Exercise goal -
Copy all lines of the listing that include the string "format".

Data under study -
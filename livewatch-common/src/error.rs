// ================================================================
// File: livewatch-common/src/error.rs
// ================================================================

use thiserror::Error;

#[derive(Debug, Error)]
pub enum Error {
    /// Platform credentials are missing or unusable. The platform is skipped for this call.
    #[error("Configuration error: {0}")]
    Configuration(String),

    /// A platform answered with a non-success status or a payload we could not read.
    #[error("Upstream error: {0}")]
    Upstream(String),

    /// The roster or override could not be read from the content store.
    #[error("Content store error: {0}")]
    ContentStore(String),

    #[error("Database error: {0}")]
    Database(#[from] sqlx::Error),

    #[error("Migration error: {0}")]
    Migration(#[from] sqlx::migrate::MigrateError),

    #[error("HTTP error: {0}")]
    Http(#[from] reqwest::Error),

    #[error("JSON error: {0}")]
    Json(#[from] serde_json::Error),

    #[error("I/O error: {0}")]
    Io(#[from] std::io::Error),

    #[error("Address parse error: {0}")]
    AddrParse(#[from] std::net::AddrParseError),

    #[error("Timeout error: {0}")]
    Timeout(#[from] tokio::time::error::Elapsed),

    #[error("Parse error: {0}")]
    Parse(String),
}

impl From<String> for Error {
    fn from(s: String) -> Self {
        Error::Parse(s)
    }
}

impl From<&str> for Error {
    fn from(s: &str) -> Self {
        Error::Parse(s.to_string())
    }
}

impl From<url::ParseError> for Error {
    fn from(err: url::ParseError) -> Self {
        Error::Parse(format!("invalid url: {}", err))
    }
}
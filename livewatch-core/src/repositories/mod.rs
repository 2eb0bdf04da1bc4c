// File: src/repositories/mod.rs

pub mod file;
pub mod memory;
pub mod postgres;

pub use file::JsonFileContentStore;
pub use memory::InMemoryContentStore;
pub use postgres::PostgresContentStore;
// File: src/platforms/twitch/client.rs

use std::collections::HashMap;
use std::sync::Arc;
use async_trait::async_trait;
use tracing::debug;
use url::Url;

use livewatch_common::models::{LiveStream, Platform, TrackedChannel, UNTRACKED_PRIORITY};
use livewatch_common::traits::platform_traits::LivePlatformClient;

use crate::Error;
use crate::http::HttpClient;
use crate::platforms::{ensure_success, parse_body};
use crate::platforms::credentials::{CredentialProvider, TwitchCredentials};
use crate::platforms::twitch::auth::{AppTokenCache, TWITCH_TOKEN_URL};
use crate::platforms::twitch::streams::{StreamData, StreamsResponse};

pub const HELIX_STREAMS_URL: &str = "https://api.twitch.tv/helix/streams";

/// Helix caps `user_login` repetitions per request.
pub const MAX_LOGINS_PER_REQUEST: usize = 100;

/// Batch live-status lookup against Helix "Get Streams".
///
/// One token exchange (cached between calls), then one request per 100 logins.
pub struct TwitchLiveClient {
    http: Arc<dyn HttpClient>,
    credentials: Arc<dyn CredentialProvider>,
    tokens: AppTokenCache,
    token_url: String,
    streams_url: String,
}

impl TwitchLiveClient {
    pub fn new(http: Arc<dyn HttpClient>, credentials: Arc<dyn CredentialProvider>) -> Self {
        Self {
            http,
            credentials,
            tokens: AppTokenCache::default(),
            token_url: TWITCH_TOKEN_URL.to_string(),
            streams_url: HELIX_STREAMS_URL.to_string(),
        }
    }

    /// Points the client at different token / streams endpoints.
    pub fn with_endpoints(mut self, token_url: &str, streams_url: &str) -> Self {
        self.token_url = token_url.to_string();
        self.streams_url = streams_url.to_string();
        self
    }

    async fn fetch_streams_page(
        &self,
        creds: &TwitchCredentials,
        bearer_token: &str,
        logins: &[TrackedChannel],
    ) -> Result<Vec<StreamData>, Error> {
        let mut params: Vec<(&str, &str)> = logins
            .iter()
            .map(|c| ("user_login", c.channel_id.as_str()))
            .collect();
        params.push(("first", "100"));
        let url = Url::parse_with_params(&self.streams_url, &params)?;

        let mut headers = HashMap::new();
        headers.insert("Client-Id".to_string(), creds.client_id.clone());
        headers.insert("Authorization".to_string(), format!("Bearer {}", bearer_token));

        let resp = self.http.get(url.to_string(), headers).await?;
        if resp.status == 401 {
            // Token revoked or expired early; next call will re-authenticate.
            self.tokens.invalidate().await;
        }
        ensure_success("Twitch get streams", &resp)?;

        let parsed: StreamsResponse = parse_body("Twitch get streams", &resp)?;
        Ok(parsed.data)
    }
}

/// Maps Helix entries back onto the roster by case-insensitive login.
///
/// Entries with no roster match are kept with `is_owner = false` and
/// [`UNTRACKED_PRIORITY`].
pub fn map_live_entries(channels: &[TrackedChannel], entries: Vec<StreamData>) -> Vec<LiveStream> {
    let by_login: HashMap<String, &TrackedChannel> = channels
        .iter()
        .map(|c| (c.channel_id.to_lowercase(), c))
        .collect();

    entries
        .into_iter()
        .filter(StreamData::is_live)
        .map(|entry| {
            let stream_url = format!("https://www.twitch.tv/{}", entry.user_login);
            let thumbnail = entry.thumbnail();
            match by_login.get(&entry.user_login.to_lowercase()) {
                Some(channel) => LiveStream::for_channel(
                    channel,
                    stream_url,
                    entry.title,
                    thumbnail,
                    Some(entry.viewer_count),
                ),
                None => {
                    debug!("Twitch returned untracked live login '{}'", entry.user_login);
                    LiveStream {
                        channel_id: entry.user_login.clone(),
                        channel_name: if entry.user_name.is_empty() {
                            entry.user_login.clone()
                        } else {
                            entry.user_name
                        },
                        platform: Platform::Twitch,
                        stream_url,
                        title: entry.title,
                        thumbnail,
                        viewer_count: Some(entry.viewer_count),
                        is_owner: false,
                        priority: UNTRACKED_PRIORITY,
                    }
                }
            }
        })
        .collect()
}

#[async_trait]
impl LivePlatformClient for TwitchLiveClient {
    fn platform(&self) -> Platform {
        Platform::Twitch
    }

    async fn fetch_live(&self, channels: &[TrackedChannel]) -> Result<Vec<LiveStream>, Error> {
        if channels.is_empty() {
            return Ok(Vec::new());
        }

        let creds = self.credentials.twitch().ok_or_else(|| {
            Error::Configuration("TWITCH_CLIENT_ID / TWITCH_CLIENT_SECRET are not set".into())
        })?;

        let token = self
            .tokens
            .get_or_fetch(self.http.as_ref(), &creds, &self.token_url)
            .await?;

        let mut entries = Vec::new();
        for chunk in channels.chunks(MAX_LOGINS_PER_REQUEST) {
            let page = self.fetch_streams_page(&creds, &token, chunk).await?;
            entries.extend(page);
        }

        let live = map_live_entries(channels, entries);
        if live.is_empty() {
            debug!("Twitch: none of {} channel(s) live", channels.len());
        } else {
            debug!("Twitch: {} of {} channel(s) live", live.len(), channels.len());
        }
        Ok(live)
    }
}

Written response -
        Error::Parse(format!("invalid url: {}", err))
        headers.insert("Authorization".to_string(), format!("Bearer {}", bearer_token));
            let stream_url = format!("https://www.twitch.tv/{}", entry.user_login);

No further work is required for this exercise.